### Provided entries
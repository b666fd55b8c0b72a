// Mirrors migrations/2024-11-04-120000_create_tables.

diesel::table! {
    containers (name) {
        name -> Text,
        label -> Text,
    }
}

diesel::table! {
    thermometers (device_id) {
        device_id -> Text,
        device_group -> Text,
        device_name -> Text,
    }
}

diesel::table! {
    container_thermometers (container_id, thermometer_id) {
        container_id -> Text,
        thermometer_id -> Text,
    }
}

diesel::table! {
    tasks (id) {
        id -> Text,
        start -> Int8,
        duration -> Int8,
        t_start -> Numeric,
        t_min -> Numeric,
        t_max -> Numeric,
        t_freeze -> Numeric,
        status -> Text,
    }
}

diesel::table! {
    container_tasks (task_id) {
        task_id -> Text,
        container_id -> Text,
    }
}

diesel::table! {
    settings (id) {
        id -> Text,
        status -> Text,
        temperature -> Numeric,
        timestamp -> Int8,
    }
}

diesel::table! {
    container_sets (set_id) {
        set_id -> Text,
        container_id -> Text,
    }
}

diesel::table! {
    readings (id) {
        id -> Text,
        thermometer -> Text,
        temperature -> Text,
        read_time -> Text,
        db_time -> Int8,
    }
}

diesel::table! {
    task_reads (task_id, read_id) {
        task_id -> Text,
        read_id -> Text,
    }
}

diesel::table! {
    container_checks (id) {
        id -> Text,
        container -> Text,
        timestamp -> Int8,
        logged -> Text,
        received -> Text,
        power -> Text,
        read_setpoint -> Text,
    }
}

diesel::table! {
    controls (id) {
        id -> Text,
        timestamp -> Int8,
        target_setpoint -> Text,
    }
}

diesel::table! {
    task_controls (task_id, control_id) {
        task_id -> Text,
        control_id -> Text,
    }
}

diesel::table! {
    set_controls (set_id, control_id) {
        set_id -> Text,
        control_id -> Text,
    }
}

diesel::allow_tables_to_appear_in_same_query!(
    containers,
    thermometers,
    container_thermometers,
    tasks,
    container_tasks,
    settings,
    container_sets,
    readings,
    task_reads,
    container_checks,
    controls,
    task_controls,
    set_controls,
);
//! Thermometer readings for a task: scrape, store, interpret.

use chrono::{DateTime, NaiveDateTime, TimeZone, Utc};
use chrono_tz::Tz;
use log::{info, warn};
use uuid::Uuid;

use super::runtime::{is_fresh, ProcessError, Runtime};
use crate::db::models::{Reading, TaskRead};
use crate::temperature::Temperature;

const PORTAL_TIME_FORMAT: &str = "%d/%m/%y %H:%M:%S";

/// A stored reading with its value and measurement time interpreted.
#[derive(Debug, Clone, PartialEq)]
pub struct ReadingValue {
    pub id: String,
    pub thermometer: String,
    pub temperature: Temperature,
    pub measured_at: DateTime<Utc>,
    pub db_time: i64,
}

/// Reads the portal, stores the readings of the task's thermometers and
/// returns them interpreted.
pub fn collect(rt: &mut Runtime, task_id: &str) -> Result<Vec<ReadingValue>, ProcessError> {
    let Some(container) = rt.store.task_container(task_id)? else {
        warn!("Task {} has no container; no readings collected", task_id);
        return Ok(Vec::new());
    };
    let relevant = rt.store.container_thermometer_ids(&container)?;
    if relevant.is_empty() {
        warn!("Container {} has no thermometers assigned", container);
    }

    let db_time = rt.timestamp();
    let rows: Vec<Reading> = rt
        .thermometers
        .read_all()?
        .into_iter()
        .filter(|r| relevant.contains(&r.device_id))
        .map(|r| Reading {
            id: Uuid::new_v4().to_string(),
            thermometer: r.device_id,
            temperature: r.temperature,
            read_time: r.measured_at,
            db_time,
        })
        .collect();
    let pairs: Vec<TaskRead> = rows
        .iter()
        .map(|r| TaskRead {
            task_id: task_id.to_string(),
            read_id: r.id.clone(),
        })
        .collect();

    rt.store.insert_readings(&rows)?;
    rt.store.insert_task_reads(&pairs)?;
    info!("Task {}: stored {} reading(s) for container {}", task_id, rows.len(), container);

    Ok(interpret_all(&rows, rt.policy.timezone))
}

/// Every reading stored for a task so far.
pub fn task_readings(rt: &mut Runtime, task_id: &str) -> Result<Vec<ReadingValue>, ProcessError> {
    let rows = rt.store.task_readings(task_id)?;
    Ok(interpret_all(&rows, rt.policy.timezone))
}

fn interpret_all(rows: &[Reading], tz: Tz) -> Vec<ReadingValue> {
    rows.iter()
        .filter_map(|r| match transform(r, tz) {
            Ok(v) => Some(v),
            Err(e) => {
                warn!("Skipping reading {} of {}: {}", r.id, r.thermometer, e);
                None
            }
        })
        .collect()
}

/// Interprets the portal's text: local device time in `tz`, value with a
/// two-character unit suffix.
pub fn transform(reading: &Reading, tz: Tz) -> Result<ReadingValue, String> {
    let naive = NaiveDateTime::parse_from_str(reading.read_time.trim(), PORTAL_TIME_FORMAT)
        .map_err(|e| format!("bad measurement time {:?}: {}", reading.read_time, e))?;
    let local = tz
        .from_local_datetime(&naive)
        .earliest()
        .ok_or_else(|| format!("measurement time {:?} does not exist in {}", reading.read_time, tz))?;

    let text = reading.temperature.trim();
    let value = text
        .char_indices()
        .rev()
        .nth(1)
        .map(|(i, _)| &text[..i])
        .ok_or_else(|| format!("temperature {:?} too short", reading.temperature))?;
    let temperature = value
        .parse::<Temperature>()
        .map_err(|e| format!("temperature {:?}: {}", reading.temperature, e))?;

    Ok(ReadingValue {
        id: reading.id.clone(),
        thermometer: reading.thermometer.clone(),
        temperature,
        measured_at: local.with_timezone(&Utc),
        db_time: reading.db_time,
    })
}

/// Temperatures measured within the last `minutes`.
pub fn fresh_temperatures(readings: &[ReadingValue], now: DateTime<Utc>, minutes: i64) -> Vec<Temperature> {
    readings
        .iter()
        .filter(|r| is_fresh(r.measured_at.timestamp(), now, minutes))
        .map(|r| r.temperature)
        .collect()
}

#[cfg(test)]
mod tests {
    use super::*;
    use crate::db::models::{ContainerThermometer, Task};
    use crate::testing::*;

    fn stored(temperature: &str, read_time: &str) -> Reading {
        Reading {
            id: "r1".into(),
            thermometer: "dev-1".into(),
            temperature: temperature.into(),
            read_time: read_time.into(),
            db_time: 0,
        }
    }

    fn task() -> Task {
        Task {
            id: "task-1".into(),
            start: noon().timestamp(),
            duration: 3600,
            t_start: 5.into(),
            t_min: 2.into(),
            t_max: 8.into(),
            t_freeze: (-18).into(),
            status: "running".into(),
        }
    }

    #[test]
    fn transform_localizes_to_portal_zone() {
        let v = transform(&stored("21.5°C", "04/11/24 12:50:00"), chrono_tz::Europe::Berlin).unwrap();
        assert_eq!(v.temperature.to_string(), "21.5");
        assert_eq!(v.measured_at, Utc.with_ymd_and_hms(2024, 11, 4, 11, 50, 0).unwrap());

        let summer = transform(&stored("-3.0°C", "01/07/24 10:00:00"), chrono_tz::Europe::Berlin).unwrap();
        assert_eq!(summer.measured_at, Utc.with_ymd_and_hms(2024, 7, 1, 8, 0, 0).unwrap());
        assert_eq!(summer.temperature, Temperature::from(-3));
    }

    #[test]
    fn transform_rejects_garbage() {
        let tz = chrono_tz::Europe::Berlin;
        assert!(transform(&stored("21.5°C", "2024-11-04 12:00"), tz).is_err());
        assert!(transform(&stored("C", "04/11/24 12:50:00"), tz).is_err());
        assert!(transform(&stored("n/a°C", "04/11/24 12:50:00"), tz).is_err());
        // spring-forward gap
        assert!(transform(&stored("1.0°C", "31/03/24 02:30:00"), tz).is_err());
    }

    #[test]
    fn ambiguous_local_time_takes_earliest_instant() {
        let v = transform(&stored("1.0°C", "27/10/24 02:30:00"), chrono_tz::Europe::Berlin).unwrap();
        assert_eq!(v.measured_at, Utc.with_ymd_and_hms(2024, 10, 27, 0, 30, 0).unwrap());
    }

    #[test]
    fn collect_keeps_only_the_task_thermometers() {
        let mut store = MemoryStore::with_task(task(), "C1");
        store.container_thermometers.push(ContainerThermometer {
            container_id: "C1".into(),
            thermometer_id: "dev-1".into(),
        });
        let driver = FakeDriver::new(Vec::new());
        let thermometers = FakeThermometers::with(vec![
            device_reading("dev-1", "7.5°C", "04/11/24 12:50:00"),
            device_reading("dev-2", "9.0°C", "04/11/24 12:50:00"),
            device_reading("dev-1", "broken", "04/11/24 12:55:00"),
        ]);

        let values = {
            let mut rt = runtime(&mut store, &driver, &thermometers, noon());
            collect(&mut rt, "task-1").unwrap()
        };

        assert_eq!(values.len(), 1);
        assert_eq!(values[0].temperature.to_string(), "7.5");
        assert_eq!(store.readings.len(), 2);
        assert_eq!(store.readings[1].temperature, "broken");
        assert_eq!(store.task_reads.len(), 2);
        assert!(store.task_reads.iter().all(|p| p.task_id == "task-1"));
    }

    #[test]
    fn portal_failures_propagate() {
        let mut store = MemoryStore::with_task(task(), "C1");
        let driver = FakeDriver::new(Vec::new());
        let thermometers = FakeThermometers {
            readings: Vec::new(),
            unavailable: true,
        };
        let mut rt = runtime(&mut store, &driver, &thermometers, noon());
        assert!(matches!(collect(&mut rt, "task-1"), Err(ProcessError::Measure(_))));
    }

    #[test]
    fn freshness_window_is_exclusive() {
        let at = |minutes_ago: i64| ReadingValue {
            id: String::new(),
            thermometer: String::new(),
            temperature: Temperature::from(minutes_ago as i32),
            measured_at: noon() - chrono::Duration::minutes(minutes_ago),
            db_time: 0,
        };
        let fresh = fresh_temperatures(&[at(10), at(34), at(35), at(60)], noon(), 35);
        assert_eq!(fresh, vec![Temperature::from(10), Temperature::from(34)]);
    }
}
######
**What the task requires**:
Please copy, exactly and with nothing else, the lines above beginning at the line that has "let relevant = rt.store.container_thermometer_ids(&container)?;" and ending with the line that has "task so far.".

**Reply**:
    let relevant = rt.store.container_thermometer_ids(&container)?;
    if relevant.is_empty() {
        warn!("Container {} has no thermometers assigned", container);
    }

    let db_time = rt.timestamp();
    let rows: Vec<Reading> = rt
        .thermometers
        .read_all()?
        .into_iter()
        .filter(|r| relevant.contains(&r.device_id))
        .map(|r| Reading {
            id: Uuid::new_v4().to_string(),
            thermometer: r.device_id,
            temperature: r.temperature,
            read_time: r.measured_at,
            db_time,
        })
        .collect();
    let pairs: Vec<TaskRead> = rows
        .iter()
        .map(|r| TaskRead {
            task_id: task_id.to_string(),
            read_id: r.id.clone(),
        })
        .collect();

    rt.store.insert_readings(&rows)?;
    rt.store.insert_task_reads(&pairs)?;
    info!("Task {}: stored {} reading(s) for container {}", task_id, rows.len(), container);

    Ok(interpret_all(&rows, rt.policy.timezone))
}

/// Every reading stored for a task so far.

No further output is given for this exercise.